→ **What to work on**:
Your task is to copy each line of the material below that includes "Some".

= Beginning of Section =

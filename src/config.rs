//! `graphvec.toml` loading with environment and flag overrides.

use std::path::Path;

use anyhow::{Context, Result};
use graph_link::ConnectionConfig;
use serde::Deserialize;
use vec_index::{
    SimilarityFunction, DEFAULT_EMBEDDING_PROPERTY, DEFAULT_INDEX_NAME, DEFAULT_NODE_LABEL,
};

/// Looked up in the working directory when `--config` is not given.
pub const DEFAULT_CONFIG_FILE: &str = "graphvec.toml";

pub const DEFAULT_FETCH_SIZE: usize = 200;

#[derive(Debug, Clone, Default, Deserialize)]
#[serde(default)]
pub struct AppConfig {
    pub connection: ConnectionSection,
    pub index: IndexSection,
    pub logging: LoggingSection,
}

#[derive(Clone, Deserialize)]
#[serde(default)]
pub struct ConnectionSection {
    pub uri: String,
    pub username: String,
    pub password: String,
    /// Empty selects the server's default database.
    pub database: String,
    /// Rows the driver pulls per round-trip.
    pub fetch_size: usize,
}

impl Default for ConnectionSection {
    fn default() -> Self {
        Self {
            uri: "neo4j://localhost:7687".to_string(),
            username: "neo4j".to_string(),
            password: String::new(),
            database: "neo4j".to_string(),
            fetch_size: DEFAULT_FETCH_SIZE,
        }
    }
}

impl std::fmt::Debug for ConnectionSection {
    fn fmt(&self, f: &mut std::fmt::Formatter<'_>) -> std::fmt::Result {
        f.debug_struct("ConnectionSection")
            .field("uri", &self.uri)
            .field("username", &self.username)
            .field("password", &"<redacted>")
            .field("database", &self.database)
            .field("fetch_size", &self.fetch_size)
            .finish()
    }
}

#[derive(Debug, Clone, Deserialize)]
#[serde(default)]
pub struct IndexSection {
    pub name: String,
    pub label: String,
    pub property: String,
    pub similarity: SimilarityFunction,
}

impl Default for IndexSection {
    fn default() -> Self {
        Self {
            name: DEFAULT_INDEX_NAME.to_string(),
            label: DEFAULT_NODE_LABEL.to_string(),
            property: DEFAULT_EMBEDDING_PROPERTY.to_string(),
            similarity: SimilarityFunction::Cosine,
        }
    }
}

#[derive(Debug, Clone, Deserialize)]
#[serde(default)]
pub struct LoggingSection {
    pub filter: String,
}

impl Default for LoggingSection {
    fn default() -> Self {
        Self {
            filter: "info".to_string(),
        }
    }
}

impl AppConfig {
    /// Read `path`, or `graphvec.toml` if present. An explicit path that
    /// does not exist is an error; a missing default file is not.
    pub fn load(path: Option<&Path>) -> Result<Self> {
        match path {
            Some(path) => Self::from_file(path),
            None => {
                let default = Path::new(DEFAULT_CONFIG_FILE);
                if default.exists() {
                    Self::from_file(default)
                } else {
                    Ok(Self::default())
                }
            }
        }
    }

    pub fn from_file(path: &Path) -> Result<Self> {
        let text = std::fs::read_to_string(path)
            .with_context(|| format!("Failed to read config file {}", path.display()))?;
        toml::from_str(&text)
            .with_context(|| format!("Failed to parse config file {}", path.display()))
    }

    /// Apply `NEO4J_*` variables. `lookup` is `std::env::var` in the binary.
    pub fn apply_env<F>(&mut self, lookup: F)
    where
        F: Fn(&str) -> Option<String>,
    {
        if let Some(uri) = lookup("NEO4J_URI") {
            self.connection.uri = uri;
        }
        if let Some(username) = lookup("NEO4J_USERNAME") {
            self.connection.username = username;
        }
        if let Some(password) = lookup("NEO4J_PASSWORD") {
            self.connection.password = password;
        }
        if let Some(database) = lookup("NEO4J_DATABASE") {
            self.connection.database = database;
        }
    }

    /// Command-line flags win over file and environment.
    pub fn apply_overrides(&mut self, uri: Option<String>, database: Option<String>) {
        if let Some(uri) = uri {
            self.connection.uri = uri;
        }
        if let Some(database) = database {
            self.connection.database = database;
        }
    }

    pub fn connection_config(&self) -> ConnectionConfig {
        ConnectionConfig::new(
            &self.connection.uri,
            &self.connection.username,
            &self.connection.password,
        )
        .with_database(Some(self.connection.database.clone()))
    }
}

= End of Section =

→ **Answer**:
            Some(path) => Self::from_file(path),
        if let Some(uri) = lookup("NEO4J_URI") {
        if let Some(username) = lookup("NEO4J_USERNAME") {
        if let Some(password) = lookup("NEO4J_PASSWORD") {
        if let Some(database) = lookup("NEO4J_DATABASE") {
        if let Some(uri) = uri {
        if let Some(database) = database {
        .with_database(Some(self.connection.database.clone()))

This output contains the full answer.